But experts in emergency response inside and outside government sounded warnings about the changes at FEMA. Peacock said FEMA's traditional emphasis on emergency response "all went up in smoke" after 9/11, creating a "blind spot" as a result of a "police-action, militaristic view" of homeland security . When it came to natural disasters, "It was not only forgetting about it, it was not funding it."

Jack Harrald, director of the Institute for Crisis, Disaster, and Risk Management at George Washington University, said FEMA's natural disaster focus was nearly liquidated. "We ended up spending a lot of money on infrastructure protection and not the resiliency of the actual infrastructure," Harrald said. "The people who came in from the military and terrorist world thought we had the natural disaster thing fixed."
Rebuffed Offers of Aid

On the Friday before Katrina hit, when it was already a Category 2 hurricane rapidly gathering force in the Gulf, a veteran FEMA employee arrived at the newly activated Washington headquarters for the storm. Inside, there was surprisingly little action. "It was like nobody's turning the key to start the engine," the official recalled.
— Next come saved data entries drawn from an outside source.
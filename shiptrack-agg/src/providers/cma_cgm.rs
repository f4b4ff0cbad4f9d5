//! CMA CGM bill-of-lading tracking adapter
//!
//! Tracks `CMDU`-prefixed bill-of-lading references. Authentication is a
//! `KeyId` header. Note the shape overlap with ISO 6346 container numbers:
//! `CMDU` + exactly 7 digits also matches the container pattern, and the
//! registry resolves that by registration order (containers first).

use async_trait::async_trait;
use once_cell::sync::Lazy;
use regex::Regex;
use serde::Deserialize;
use shiptrack_common::models::{UNKNOWN_LOCATION, UNKNOWN_STATUS};
use shiptrack_common::{time, NormalizedTrackingResult, TrackingEvent};

use super::{build_http_client, CarrierAdapter, TrackError};

const CMA_CGM_BASE_URL: &str = "https://apis.cma-cgm.net/shipping/shipments";
const PROVIDER: &str = "cma-cgm";

static BOL_SHAPE: Lazy<Regex> =
    Lazy::new(|| Regex::new(r"^CMDU\d{7,10}$").expect("valid bill-of-lading pattern"));

#[derive(Debug, Clone, Deserialize)]
#[serde(rename_all = "camelCase")]
pub struct CmaCgmShipment {
    pub shipment_reference: String,
    pub current_status: Option<String>,
    pub current_port: Option<String>,
    pub estimated_arrival: Option<String>,
    #[serde(default)]
    pub milestones: Vec<CmaCgmMilestone>,
}

#[derive(Debug, Clone, Deserialize)]
pub struct CmaCgmMilestone {
    pub date: String,
    pub port: Option<String>,
    pub code: Option<String>,
    pub label: Option<String>,
}

/// CMA CGM shipment API client
pub struct CmaCgmClient {
    http_client: reqwest::Client,
    api_key: Option<String>,
    base_url: String,
}

impl CmaCgmClient {
    pub fn new(api_key: Option<String>) -> shiptrack_common::Result<Self> {
        Ok(Self {
            http_client: build_http_client()?,
            api_key,
            base_url: CMA_CGM_BASE_URL.to_string(),
        })
    }

    /// Override the upstream endpoint (tests, API gateways)
    pub fn with_base_url(mut self, base_url: impl Into<String>) -> Self {
        self.base_url = base_url.into();
        self
    }
}

#[async_trait]
impl CarrierAdapter for CmaCgmClient {
    fn name(&self) -> &'static str {
        PROVIDER
    }

    fn pattern(&self) -> &Regex {
        &BOL_SHAPE
    }

    async fn track(&self, identifier: &str) -> Result<NormalizedTrackingResult, TrackError> {
        let api_key = self
            .api_key
            .as_deref()
            .ok_or_else(|| TrackError::ProviderUnavailable(PROVIDER.to_string()))?;

        let url = format!("{}/{}", self.base_url, identifier.trim());
        tracing::debug!(bill_of_lading = identifier, "Querying CMA CGM shipment API");

        let response = self
            .http_client
            .get(&url)
            .header("KeyId", api_key)
            .send()
            .await
            .map_err(|e| TrackError::upstream(PROVIDER, format!("Request failed: {}", e)))?;

        let status = response.status();
        if !status.is_success() {
            let error_text = response.text().await.unwrap_or_default();
            return Err(TrackError::upstream(
                PROVIDER,
                format!("HTTP {}: {}", status.as_u16(), error_text),
            ));
        }

        let raw: serde_json::Value = response
            .json()
            .await
            .map_err(|e| TrackError::upstream(PROVIDER, format!("Malformed payload: {}", e)))?;

        let parsed: CmaCgmShipment = serde_json::from_value(raw.clone())
            .map_err(|e| TrackError::upstream(PROVIDER, format!("Unexpected shape: {}", e)))?;

        let result = map_response(identifier, parsed, raw)?;

        tracing::info!(
            bill_of_lading = identifier,
            status = %result.status,
            milestones = result.events.len(),
            "Retrieved shipment status from CMA CGM"
        );

        Ok(result)
    }
}

fn map_response(
    identifier: &str,
    shipment: CmaCgmShipment,
    raw: serde_json::Value,
) -> Result<NormalizedTrackingResult, TrackError> {
    let mut events = Vec::with_capacity(shipment.milestones.len());
    for milestone in &shipment.milestones {
        let timestamp = time::parse_upstream_timestamp(&milestone.date)
            .map_err(|e| TrackError::upstream(PROVIDER, e.to_string()))?;
        events.push(TrackingEvent {
            timestamp,
            location: milestone
                .port
                .clone()
                .unwrap_or_else(|| UNKNOWN_LOCATION.to_string()),
            status_code: milestone
                .code
                .clone()
                .unwrap_or_else(|| "UNKNOWN".to_string()),
            description: milestone
                .label
                .clone()
                .unwrap_or_else(|| UNKNOWN_STATUS.to_string()),
        });
    }

    let estimated_completion = shipment
        .estimated_arrival
        .as_deref()
        .map(time::parse_upstream_timestamp)
        .transpose()
        .map_err(|e| TrackError::upstream(PROVIDER, e.to_string()))?;

    Ok(NormalizedTrackingResult {
        tracking_number: identifier.to_string(),
        status: shipment
            .current_status
            .unwrap_or_else(|| UNKNOWN_STATUS.to_string()),
        current_location: shipment
            .current_port
            .unwrap_or_else(|| UNKNOWN_LOCATION.to_string()),
        observed_at: time::now(),
        estimated_completion,
        events,
        provider: PROVIDER.to_string(),
        degraded: false,
        degraded_reason: None,
        raw,
    })
}

#[cfg(test)]
mod tests {
    use super::*;
    use serde_json::json;

    #[test]
    fn test_bill_of_lading_pattern() {
        assert!(BOL_SHAPE.is_match("CMDU1234567"));
        assert!(BOL_SHAPE.is_match("CMDU1234567890"));
        assert!(!BOL_SHAPE.is_match("CMDU123456"));
        assert!(!BOL_SHAPE.is_match("MAEU1234567"));
        assert!(!BOL_SHAPE.is_match("CMDU12345678901"));
    }

    #[test]
    fn test_map_response() {
        let raw = json!({
            "shipmentReference": "CMDU12345678",
            "currentStatus": "Discharged",
            "currentPort": "Le Havre",
            "estimatedArrival": "2026-08-15",
            "milestones": [
                { "date": "2026-07-20T08:00:00Z", "port": "Shanghai", "code": "VD", "label": "Vessel departure" },
                { "date": "2026-08-10T14:00:00Z", "port": "Le Havre", "code": "VA", "label": "Vessel arrival" }
            ]
        });
        let parsed: CmaCgmShipment = serde_json::from_value(raw.clone()).unwrap();

        let result = map_response("CMDU12345678", parsed, raw).unwrap();

        assert_eq!(result.provider, "cma-cgm");
        assert_eq!(result.status, "Discharged");
        assert_eq!(result.current_location, "Le Havre");
        assert_eq!(result.events.len(), 2);
        assert_eq!(result.events[1].status_code, "VA");
        assert!(result.estimated_completion.is_some());
    }

    #[test]
    fn test_map_response_without_milestones() {
        let raw = json!({ "shipmentReference": "CMDU12345678" });
        let parsed: CmaCgmShipment = serde_json::from_value(raw.clone()).unwrap();

        let result = map_response("CMDU12345678", parsed, raw).unwrap();

        assert_eq!(result.status, UNKNOWN_STATUS);
        assert_eq!(result.current_location, UNKNOWN_LOCATION);
        assert!(result.events.is_empty());
        assert!(result.estimated_completion.is_none());
    }

    #[test]
    fn test_map_response_rejects_malformed_milestone_date() {
        let raw = json!({
            "shipmentReference": "CMDU12345678",
            "milestones": [{ "date": "soon" }]
        });
        let parsed: CmaCgmShipment = serde_json::from_value(raw.clone()).unwrap();

        assert!(map_response("CMDU12345678", parsed, raw).is_err());
    }

    #[tokio::test]
    async fn test_track_without_credential_is_unavailable() {
        let client = CmaCgmClient::new(None).unwrap();
        assert!(matches!(
            client.track("CMDU12345678").await,
            Err(TrackError::ProviderUnavailable(_))
        ));
    }
}
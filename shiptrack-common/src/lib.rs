//! # Shiptrack Common Library
//!
//! Shared code for the shiptrack services including:
//! - Canonical tracking result and event models
//! - Common error type
//! - Configuration loading and credential resolution
//! - Timestamp parsing utilities

pub mod config;
pub mod error;
pub mod models;
pub mod time;

pub use error::{Error, Result};
pub use models::{Modality, NormalizedTrackingResult, TrackingEvent};
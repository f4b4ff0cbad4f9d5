//! Dispatcher and event store integration tests
//!
//! All adapters here are unconfigured (no credentials), so every classified
//! identifier degrades to a fallback result without touching the network.

use chrono::{TimeZone, Utc};
use shiptrack_agg::db::EventStore;
use shiptrack_agg::providers::TrackError;
use shiptrack_agg::tracking::Tracker;
use shiptrack_common::config::ResolvedCredentials;
use shiptrack_common::{Modality, TrackingEvent};
use sqlx::sqlite::SqlitePoolOptions;
use sqlx::SqlitePool;

async fn memory_pool() -> SqlitePool {
    // Single connection so the in-memory database is shared
    let pool = SqlitePoolOptions::new()
        .max_connections(1)
        .connect("sqlite::memory:")
        .await
        .expect("in-memory database");
    shiptrack_agg::db::init_tables(&pool)
        .await
        .expect("init tables");
    pool
}

async fn unconfigured_tracker() -> (Tracker, EventStore) {
    let pool = memory_pool().await;
    let store = EventStore::new(pool.clone());
    let tracker = Tracker::from_credentials(&ResolvedCredentials::default(), store)
        .expect("tracker construction");
    (tracker, EventStore::new(pool))
}

fn sample_event(code: &str, minute: u32) -> TrackingEvent {
    TrackingEvent {
        timestamp: Utc.with_ymd_and_hms(2026, 8, 1, 12, minute, 0).unwrap(),
        location: format!("Location {}", code),
        status_code: code.to_string(),
        description: format!("Milestone {}", code),
    }
}

#[tokio::test]
async fn test_track_shipment_is_total_without_hint() {
    let (tracker, _) = unconfigured_tracker().await;

    for identifier in [
        "",
        " ",
        "garbage-id-###",
        "MAEU1234567",
        "1Z999AA10123456784",
        "CMDU123456789",
        "1234567890",
        "🚢",
        "a-very-long-identifier-that-matches-nothing-at-all-0123456789",
    ] {
        let result = tracker
            .track_shipment(identifier, None)
            .await
            .expect("total over strings without hint");
        assert_eq!(result.tracking_number, identifier);
        assert!(result.is_fallback());
        assert!(!result.status.is_empty());
    }
}

#[tokio::test]
async fn test_unrecognized_identifier_explains_itself() {
    let (tracker, _) = unconfigured_tracker().await;

    let result = tracker.track_shipment("garbage-id-###", None).await.unwrap();

    assert_eq!(result.provider, "fallback");
    assert!(result.degraded);
    assert!(result.status.contains("did not match any registered provider"));
    assert_eq!(
        result.degraded_reason.as_deref(),
        Some("unrecognized identifier")
    );
}

#[tokio::test]
async fn test_unknown_provider_hint_is_an_error() {
    let (tracker, _) = unconfigured_tracker().await;

    let err = tracker
        .track_shipment("MAEU1234567", Some("NonexistentProvider"))
        .await
        .unwrap_err();

    assert!(matches!(err, TrackError::UnknownProviderHint(_)));
}

#[tokio::test]
async fn test_provider_hint_is_case_insensitive() {
    let (tracker, _) = unconfigured_tracker().await;

    let result = tracker
        .track_shipment("MAEU1234567", Some("Maersk"))
        .await
        .expect("known hint, any casing");

    // Unconfigured provider, so the answer is a fallback attributed to it
    assert!(result.is_fallback());
    assert!(result.degraded_reason.unwrap().contains("maersk"));
}

#[tokio::test]
async fn test_missing_credential_yields_marked_fallback_with_event() {
    let (tracker, store) = unconfigured_tracker().await;

    let result = tracker.track_shipment("MAEU1234567", None).await.unwrap();

    assert_eq!(result.provider, "fallback");
    assert!(result.degraded);
    assert!(result.status.contains("not configured"));
    assert!(!result.events.is_empty());
    assert!(result.events[0]
        .description
        .contains("ISO 6346 container number"));

    // The synthetic event was persisted
    let persisted = store.query("MAEU1234567").await.unwrap();
    assert_eq!(persisted.len(), 1);
    assert_eq!(persisted[0].status_code, "FALLBACK");
}

#[tokio::test]
async fn test_unified_auto_routes_nine_digits_to_maritime() {
    let (tracker, _) = unconfigured_tracker().await;

    let result = tracker.track_unified("123456789", Modality::Auto).await;

    // The maritime adapter is unconfigured, so the fallback reason names it
    assert!(result.is_fallback());
    assert!(result.degraded_reason.unwrap().contains("aisfeed"));
}

#[tokio::test]
async fn test_unified_auto_routes_flight_numbers_to_aviation() {
    let (tracker, _) = unconfigured_tracker().await;

    let result = tracker.track_unified("AF1234", Modality::Auto).await;

    assert!(result.is_fallback());
    assert!(result.degraded_reason.unwrap().contains("aviationstack"));
}

#[tokio::test]
async fn test_unified_auto_defaults_to_ground() {
    let (tracker, _) = unconfigured_tracker().await;

    let result = tracker.track_unified("MAEU1234567", Modality::Auto).await;

    assert!(result.is_fallback());
    assert!(result.degraded_reason.unwrap().contains("maersk"));
}

#[tokio::test]
async fn test_unified_explicit_modality_skips_heuristics() {
    let (tracker, _) = unconfigured_tracker().await;

    // Nine digits would auto-route to maritime; an explicit aviation hint wins
    let result = tracker.track_unified("123456789", Modality::Aviation).await;

    assert!(result.is_fallback());
    assert!(result.degraded_reason.unwrap().contains("aviationstack"));
}

#[tokio::test]
async fn test_event_store_round_trip_preserves_fields() {
    let pool = memory_pool().await;
    let store = EventStore::new(pool);

    let events: Vec<TrackingEvent> = (0..5).map(|i| sample_event(&format!("E{}", i), i)).collect();
    for event in &events {
        store.append("MAEU1234567", "maersk", event).await.unwrap();
    }

    let queried = store.query("MAEU1234567").await.unwrap();
    assert_eq!(queried.len(), events.len());
    for (stored, original) in queried.iter().zip(events.iter()) {
        assert_eq!(stored, original);
    }
}

#[tokio::test]
async fn test_concurrent_appends_to_different_numbers_stay_ordered() {
    let pool = memory_pool().await;
    let store_a = EventStore::new(pool.clone());
    let store_b = EventStore::new(pool.clone());

    let task_a = tokio::spawn(async move {
        for i in 0..10 {
            store_a
                .append("AAAA1111111", "maersk", &sample_event(&format!("A{}", i), i))
                .await
                .unwrap();
        }
    });
    let task_b = tokio::spawn(async move {
        for i in 0..10 {
            store_b
                .append("1234567890", "dhl", &sample_event(&format!("B{}", i), i))
                .await
                .unwrap();
        }
    });
    task_a.await.unwrap();
    task_b.await.unwrap();

    let store = EventStore::new(pool);
    let events_a = store.query("AAAA1111111").await.unwrap();
    let events_b = store.query("1234567890").await.unwrap();

    let codes_a: Vec<String> = events_a.iter().map(|e| e.status_code.clone()).collect();
    let codes_b: Vec<String> = events_b.iter().map(|e| e.status_code.clone()).collect();
    assert_eq!(codes_a, (0..10).map(|i| format!("A{}", i)).collect::<Vec<_>>());
    assert_eq!(codes_b, (0..10).map(|i| format!("B{}", i)).collect::<Vec<_>>());
}

#[tokio::test]
async fn test_repeated_calls_grow_history_append_only() {
    let (tracker, store) = unconfigured_tracker().await;

    tracker.track_shipment("MAEU1234567", None).await.unwrap();
    tracker.track_shipment("MAEU1234567", None).await.unwrap();
    tracker.track_shipment("MAEU1234567", None).await.unwrap();

    let events = store.query("MAEU1234567").await.unwrap();
    assert_eq!(events.len(), 3);
}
Brown, the agency's director, told reporters Saturday in Louisiana that he did not have a sense of what was coming last weekend.

"I was here on Saturday and Sunday, it was my belief, I'm trying to think of a better word than typical -- that minimizes, any hurricane is bad -- but we had the standard hurricane coming in here, that we could move in immediately on Monday and start doing our kind of response-recovery effort," he said. "Then the levees broke, and the levees went, you've seen it by the television coverage. That hampered our ability, made it even more complex."

But other officials said they warned well before Monday about what could happen. For years, said another senior FEMA official, he had sat at meetings where plans were discussed to send evacuees to the Superdome. "We used to stare at each other and say, 'This is the plan? Are you really using the Superdome?' People used to say, what if there is water around it? They didn't have an alternative," he recalled.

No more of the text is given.